За всем в семье смотрела мать. Мы, как могли, помогали ей. По сложившейся традиции старшие дети ухаживали за младшими.
Воспитанием детей занимались, главным образом, школа, детские и молодежные организации.
Я учился в школе для детей железнодорожников. Порядки там несколько отличались от обычной школы. В то время железные дороги были как бы государством в государстве. Они даже имели свои учебные заведения. Как-то в наш город заехал нарком путей сообщения Лазарь Моисеевич Каганович. Руководство школы воспользовалось этим случаем и направило к нему делегацию учеников с просьбой построить новую школу. Вскоре она действительно была построена. Это было не очень большое здание, без залов, но с хорошо оборудованными учебными кабинетами. В каждом классе стояла кафедра, за которой восседал учитель — как в институте!

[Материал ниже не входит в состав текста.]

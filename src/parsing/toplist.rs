// src/parsing/toplist.rs

//! Toplist page → gallery summaries and rank entries.
//!
//! A listing page has two header rows followed by up to fifty data rows.
//! Each data row is five cells: rank/points, category, thumbnail block,
//! name/tags, uploader.

use scraper::{ElementRef, Html};

use super::{capture, pattern, selector, text_of};
use crate::error::Result;
use crate::models::{GallerySummary, PeriodType, RankEntry, ToplistExtract};
use crate::utils::today_utc;
use crate::utils::url::resolve;

/// Header rows preceding the data rows.
const HEADER_ROWS: usize = 2;

/// Data rows on a full page.
pub const ROWS_PER_PAGE: usize = 50;

const CELLS_PER_ROW: usize = 5;

/// Parse one toplist page.
///
/// `list_date` defaults to today's UTC date. Rows that fail validation are
/// logged and skipped; every kept row yields exactly one summary and one
/// rank entry.
pub fn parse_toplist(
    html: &str,
    period_type: PeriodType,
    list_date: Option<&str>,
    base_url: &str,
) -> Result<ToplistExtract> {
    let list_date = list_date.map(str::to_string).unwrap_or_else(today_utc);
    let parser = RowParser::new(base_url)?;
    let document = Html::parse_document(html);
    let row_sel = selector("tr")?;

    let mut extract = ToplistExtract::default();
    for (offset, row) in document
        .select(&row_sel)
        .skip(HEADER_ROWS)
        .take(ROWS_PER_PAGE)
        .enumerate()
    {
        let Some((gallery, rank)) = parser.parse_row(row, period_type, &list_date) else {
            log::debug!("Row {} of {period_type} toplist has no data cells", offset + 1);
            continue;
        };

        if let Err(e) = gallery.validate().and_then(|_| rank.validate()) {
            log::warn!("Skipping toplist row {}: {e}", offset + 1);
            continue;
        }

        extract.galleries.push(gallery);
        extract.rank_entries.push(rank);
    }

    Ok(extract)
}

/// Compiled selectors and patterns for one page.
struct RowParser {
    base_url: String,
    cell: scraper::Selector,
    para: scraper::Selector,
    div: scraper::Selector,
    img: scraper::Selector,
    link: scraper::Selector,
    posted: scraper::Selector,
    popup: scraper::Selector,
    tag: scraper::Selector,
    gid: regex::Regex,
    token: regex::Regex,
    pages_label: regex::Regex,
    number: regex::Regex,
}

impl RowParser {
    fn new(base_url: &str) -> Result<Self> {
        Ok(Self {
            base_url: base_url.trim_end_matches('/').to_string(),
            cell: selector("td")?,
            para: selector("p")?,
            div: selector("div")?,
            img: selector("img")?,
            link: selector("a")?,
            posted: selector(r#"[id^="posted_"]"#)?,
            popup: selector(r#"[onclick*="gid="]"#)?,
            tag: selector("div.gt")?,
            gid: pattern(r"gid=(\d+)")?,
            token: pattern(r"&t=([0-9a-f]+)")?,
            pages_label: pattern(r"(?i)\bpages?\b")?,
            number: pattern(r"(\d+)")?,
        })
    }

    fn parse_row(
        &self,
        row: ElementRef<'_>,
        period_type: PeriodType,
        list_date: &str,
    ) -> Option<(GallerySummary, RankEntry)> {
        let cells: Vec<ElementRef<'_>> = row.select(&self.cell).collect();
        if cells.len() < CELLS_PER_ROW {
            return None;
        }
        let (score, category, thumb, name, owner) =
            (cells[0], cells[1], cells[2], cells[3], cells[4]);

        let paras: Vec<String> = score.select(&self.para).map(text_of).collect();
        let rank = paras.first().map(|p| parse_rank(p)).unwrap_or(0);
        let points = paras.get(1).map(|p| parse_points(p)).unwrap_or(0);

        let gallery_type = category.select(&self.div).next().map(text_of).unwrap_or_default();

        let image = thumb.select(&self.img).next();
        let gallery_name = image
            .and_then(|img| img.value().attr("alt"))
            .unwrap_or_default()
            .trim()
            .to_string();
        let preview_url = image
            .and_then(|img| img.value().attr("src"))
            .unwrap_or_default()
            .to_string();

        let published_time = thumb
            .select(&self.posted)
            .next()
            .map(text_of)
            .and_then(|t| t.split_whitespace().next().map(str::to_string))
            .unwrap_or_default();

        // first integer run of the innermost div that mentions pages
        let gallery_length = thumb
            .select(&self.div)
            .filter(|div| div.children().filter_map(ElementRef::wrap).next().is_none())
            .map(text_of)
            .find(|t| self.pages_label.is_match(t))
            .and_then(|t| capture(&self.number, &t).and_then(|n| n.parse::<i64>().ok()))
            .unwrap_or(0);

        let onclick = thumb
            .select(&self.popup)
            .next()
            .and_then(|el| el.value().attr("onclick"))
            .unwrap_or_default();
        let gallery_id: i64 = capture(&self.gid, onclick)
            .and_then(|id| id.parse().ok())
            .unwrap_or(0);
        let torrent_token = capture(&self.token, onclick).unwrap_or_default();
        let torrents_url = format!(
            "{}/gallerytorrents.php?gid={gallery_id}&t={torrent_token}",
            self.base_url
        );

        let gallery_url = name
            .select(&self.link)
            .next()
            .and_then(|a| a.value().attr("href"))
            .map(|href| resolve(&self.base_url, href))
            .unwrap_or_default();
        let tags = name
            .select(&self.tag)
            .map(text_of)
            .filter(|t| !t.is_empty())
            .collect::<Vec<_>>()
            .join(super::tags::TAG_SEPARATOR);

        let uploader = owner.select(&self.link).next().map(text_of).unwrap_or_default();

        let gallery = GallerySummary {
            gallery_id,
            gallery_name,
            gallery_type,
            tags,
            published_time,
            uploader,
            gallery_length,
            points,
            preview_url,
            torrents_url,
            gallery_url,
        };
        let entry = RankEntry {
            gallery_id,
            rank,
            list_date: list_date.to_string(),
            period_type,
        };
        Some((gallery, entry))
    }
}

/// `"#7"` → 7. Unparseable text yields 0, which fails validation.
fn parse_rank(text: &str) -> i64 {
    text.trim()
        .strip_prefix('#')
        .unwrap_or(text.trim())
        .parse()
        .unwrap_or(0)
}

/// `"1,234"` → 1234.
fn parse_points(text: &str) -> i64 {
    text.trim().replace(',', "").parse().unwrap_or(0)
}
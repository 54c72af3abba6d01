// src/lib.rs

//! Toplist archive library.
//!
//! Crawls a ranked gallery toplist through a region-pinned fetch path,
//! enriches stale galleries from their detail pages, and keeps a tag
//! translation table in sync. Jobs live in [`pipeline`]; storage seams in
//! [`storage`].

#[cfg(feature = "lambda")]
pub mod config;
pub mod error;
#[cfg(feature = "lambda")]
pub mod lambda;
pub mod models;
pub mod parsing;
pub mod pipeline;
pub mod storage;
pub mod utils;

Преподавательский коллектив был подобран в основном из мужчин, особенно в старших классах. Работа в таких школах привлекала учителей тем, что здесь им давали форменную одежду, бесплатный проезд, уголь для отопления, квартиры были лучше, чем в обычных городских школах. Многие учителя пришли к нам сразу после института — комсомольцы и молодые партийцы. Комсомольская организация тогда была единой, и молодые учителя состояли на учете в школьном комитете. Образовался хорошо спаянный коллектив комсомольцев-преподавателей и комсомольцев-учеников. Он с успехом обеспечивал высокую успеваемость, порядок и дисциплину в школе.

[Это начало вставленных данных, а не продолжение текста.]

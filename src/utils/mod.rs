//! Utility functions and helpers.

pub mod http;
pub mod log;
pub mod url;

use chrono::{Duration, NaiveDate, Utc};

use crate::error::{AppError, Result};

/// Calendar date format used for every stored date.
pub const DATE_FORMAT: &str = "%Y-%m-%d";

/// Current UTC calendar date as `YYYY-MM-DD`.
pub fn today_utc() -> String {
    Utc::now().date_naive().format(DATE_FORMAT).to_string()
}

/// `YYYY-MM-DD` for the date `days` before `today`.
pub fn days_before(today: NaiveDate, days: i64) -> Result<String> {
    Duration::try_days(days)
        .and_then(|span| today.checked_sub_signed(span))
        .map(|date| date.format(DATE_FORMAT).to_string())
        .ok_or_else(|| AppError::validation(format!("{days} days before {today} is out of range")))
}

/// Parse a strict `YYYY-MM-DD` date.
pub fn parse_iso_date(s: &str) -> Option<NaiveDate> {
    if s.len() != 10 {
        return None;
    }
    NaiveDate::parse_from_str(s, DATE_FORMAT).ok()
}

/// Whether `s` is an existing calendar date in `YYYY-MM-DD` form.
pub fn is_iso_date(s: &str) -> bool {
    parse_iso_date(s).is_some()
}

/// Cut `text` to at most `max_chars` characters, marking the cut.
pub fn truncate_chars(text: &str, max_chars: usize) -> String {
    match text.char_indices().nth(max_chars) {
        Some((idx, _)) => format!("{}…", &text[..idx]),
        None => text.to_string(),
    }
}
//! Toplist crawl job.
//!
//! Fetches every period's listing pages strictly one at a time with the task
//! delay between them, then writes galleries (conditional upsert) and rank
//! entries (insert-or-ignore) in ceiling-sized batches.

use serde::Serialize;

use super::CrawlContext;
use crate::error::Result;
use crate::models::{ToplistExtract, ToplistPage};
use crate::parsing::parse_toplist;
use crate::storage::{Statement, execute_chunked};
use crate::utils::{log, today_utc};

/// Counters for one toplist run.
#[derive(Debug, Clone, Default, PartialEq, Eq, Serialize)]
pub struct ToplistReport {
    pub list_date: String,
    pub pages: usize,
    pub failed_pages: usize,
    pub galleries: usize,
    pub rank_entries: usize,
}

/// Crawl today's lists.
pub async fn run_toplist_crawl(ctx: &CrawlContext) -> Result<ToplistReport> {
    run_toplist_crawl_on(ctx, &today_utc()).await
}

/// Crawl the current lists, recording them under `list_date`.
///
/// Page-level failures are logged and the next page is tried; ban, abort
/// and configuration errors stop the run.
pub async fn run_toplist_crawl_on(ctx: &CrawlContext, list_date: &str) -> Result<ToplistReport> {
    let config = &ctx.config;
    let plan = ToplistPage::plan(&config.source.base_url, config.crawler.pages_per_period);

    log::header("Toplist crawl");
    let mut report = ToplistReport {
        list_date: list_date.to_string(),
        pages: plan.len(),
        ..Default::default()
    };

    for (index, page) in plan.iter().enumerate() {
        if index > 0 {
            tokio::time::sleep(config.crawler.task_delay()).await;
        }
        log::step(
            index + 1,
            plan.len(),
            &format!("{} page {}", page.period_type, page.page + 1),
        );

        match crawl_page(ctx, page, list_date).await {
            Ok((galleries, ranks)) => {
                report.galleries += galleries;
                report.rank_entries += ranks;
            }
            Err(e) if e.is_run_level() => {
                ::log::warn!("Toplist crawl stopped at {}: {e}", page.url);
                return Err(e);
            }
            Err(e) => {
                report.failed_pages += 1;
                ::log::error!("Error crawling toplist page {}: {e}", page.url);
            }
        }
    }

    log::summary(
        "Toplist crawl",
        &[
            ("list_date", report.list_date.clone()),
            ("pages", report.pages.to_string()),
            ("failed_pages", report.failed_pages.to_string()),
            ("galleries", report.galleries.to_string()),
            ("rank_entries", report.rank_entries.to_string()),
        ],
    );
    Ok(report)
}

async fn crawl_page(
    ctx: &CrawlContext,
    page: &ToplistPage,
    list_date: &str,
) -> Result<(usize, usize)> {
    let body = ctx.fetch_source_page(&page.url).await?;
    let extract = parse_toplist(
        &body,
        page.period_type,
        Some(list_date),
        &ctx.config.source.base_url,
    )?;
    log::sub_item(&format!(
        "parsed {} rows from {}",
        extract.rank_entries.len(),
        page.url
    ));
    persist_extract(ctx, extract).await
}

/// Write one page's galleries, then its rank entries. Returns how many of
/// each were persisted.
///
/// A failed gallery batch does not prevent the rank batch; rank rows carry
/// no foreign key.
pub async fn persist_extract(ctx: &CrawlContext, extract: ToplistExtract) -> Result<(usize, usize)> {
    if extract.galleries.is_empty() && extract.rank_entries.is_empty() {
        ::log::info!("No data to persist; skipping database writes");
        return Ok((0, 0));
    }

    let galleries: Vec<Statement> = extract
        .galleries
        .into_iter()
        .map(Statement::UpsertGallery)
        .collect();
    let gallery_count = match execute_chunked(ctx.relational.as_ref(), &galleries, &ctx.retry, "gallery upsert").await {
        Ok(_) => galleries.len(),
        Err(e) if e.is_run_level() => return Err(e),
        Err(e) => {
            ::log::error!("Failed to batch upsert {} galleries: {e}", galleries.len());
            0
        }
    };

    let ranks: Vec<Statement> = extract
        .rank_entries
        .into_iter()
        .map(Statement::InsertRank)
        .collect();
    let rank_count = ranks.len();
    execute_chunked(ctx.relational.as_ref(), &ranks, &ctx.retry, "rank insert").await?;

    Ok((gallery_count, rank_count))
}
// src/lambda/mod.rs

//! AWS Lambda handler for the archive jobs.
//!
//! Each invocation either runs the named trigger or, with no trigger in the
//! payload, drains the due messages of the trigger queue. A fresh
//! [`CrawlContext`] is opened per invocation.

use lambda_runtime::{Error as LambdaError, LambdaEvent};

use serde::{Deserialize, Serialize};
use tracing::{error, info, instrument};

use crate::config::LambdaConfigLoader;
use crate::error::Result;
use crate::pipeline::{CrawlContext, RunOptions, RunOutcome, drain_queue, handle_message};

/// Lambda invocation payload.
#[derive(Debug, Default, Deserialize)]
pub struct CrawlRequest {
    /// Trigger message to run; drains the queue when absent
    pub trigger: Option<String>,

    /// Re-apply the translation asset even if unchanged
    #[serde(default)]
    pub force: bool,
}

/// Lambda response payload.
#[derive(Debug, Default, Serialize)]
pub struct CrawlResponse {
    /// Whether every requested job ran without a propagated error
    pub success: bool,

    pub outcomes: Vec<RunOutcome>,

    /// Error message if any
    #[serde(skip_serializing_if = "Option::is_none")]
    pub error: Option<String>,

    /// Execution time in milliseconds
    pub execution_time_ms: u64,
}

/// Main Lambda handler function.
#[instrument(skip(event))]
pub async fn handler(
    event: LambdaEvent<CrawlRequest>,
) -> std::result::Result<CrawlResponse, LambdaError> {
    let start = std::time::Instant::now();
    let (request, _context) = event.into_parts();

    info!(
        "Invocation: trigger={:?}, force={}",
        request.trigger, request.force
    );

    match run(&request).await {
        Ok(outcomes) => {
            let execution_time_ms = start.elapsed().as_millis() as u64;
            info!("{} job(s) finished in {}ms", outcomes.len(), execution_time_ms);
            Ok(CrawlResponse {
                success: true,
                outcomes,
                error: None,
                execution_time_ms,
            })
        }
        Err(e) => {
            error!("Invocation failed: {}", e);
            Ok(CrawlResponse {
                success: false,
                error: Some(e.to_string()),
                execution_time_ms: start.elapsed().as_millis() as u64,
                ..Default::default()
            })
        }
    }
}

async fn run(request: &CrawlRequest) -> Result<Vec<RunOutcome>> {
    let config = LambdaConfigLoader::from_env().await.load_config().await?;
    let ctx = CrawlContext::open(config)?;
    dispatch(&ctx, request).await
}

/// Route one request against an opened context.
pub async fn dispatch(ctx: &CrawlContext, request: &CrawlRequest) -> Result<Vec<RunOutcome>> {
    let options = RunOptions {
        force_translation: request.force,
    };
    match request.trigger.as_deref() {
        Some(message) => Ok(handle_message(ctx, message, options)
            .await?
            .into_iter()
            .collect()),
        None => drain_queue(ctx, options).await,
    }
}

В 1939 году я стал членом Коммунистического союза молодежи и вскоре был избран секретарем комитета комсомола. Это было новшество, так как до этого во главе комсомольской организации школы стояла учительница — освобожденный секретарь, которой платили заработную плату. Однако теперь эту практику отменили.

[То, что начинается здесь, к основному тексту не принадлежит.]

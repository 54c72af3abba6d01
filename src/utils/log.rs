// src/utils/log.rs

//! Banner-style log helpers on top of the `log` facade.
//!
//! The CLI routes these through `env_logger`; the Lambda binary through
//! `tracing-subscriber`, so job output reads the same in both.

/// Log a separator line
pub fn separator() {
    log::info!("{}", "─".repeat(60));
}

/// Log a header
pub fn header(title: &str) {
    let border = "═".repeat(60);
    log::info!("{border}");
    log::info!("  {title}");
    log::info!("{border}");
}

/// Log a step in a process
pub fn step(step_num: usize, total: usize, message: &str) {
    log::info!("[STEP {step_num}/{total}] {message}");
}

/// Log a sub-item (indented)
pub fn sub_item(message: &str) {
    log::info!("    {message}");
}

/// Log a summary section
pub fn summary(title: &str, items: &[(&str, String)]) {
    log::info!("[SUMMARY] {title}");
    for (key, value) in items {
        log::info!("    {key}: {value}");
    }
    separator();
}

Мне необходимо было выполнять все школьные задания и успевать с моими комсомольскими делами. Предыдущий освобожденный секретарь был членом педсовета, и эта его обязанность перешла ко мне. У меня в школе был даже свой рабочий кабинет.
Я уходил в школу в восемь часов утра и возвращался не раньше девяти вечера. Учился на «отлично». Правда, были некоторые сложности с немецким языком, но когда в десятом классе нам дали учителя-немца, дело поправилось.
В 1940 году «Пионерская правда» объявила игру «На штурм», и наша школа включилась в нее. Руководил проведением игры наш военрук, а помогали ему командиры из военкомата. Весь ученический коллектив был преобразован в батальон. Каждый класс представлял собою взвод. Был свой штаб, свой политотдел, свои комиссары.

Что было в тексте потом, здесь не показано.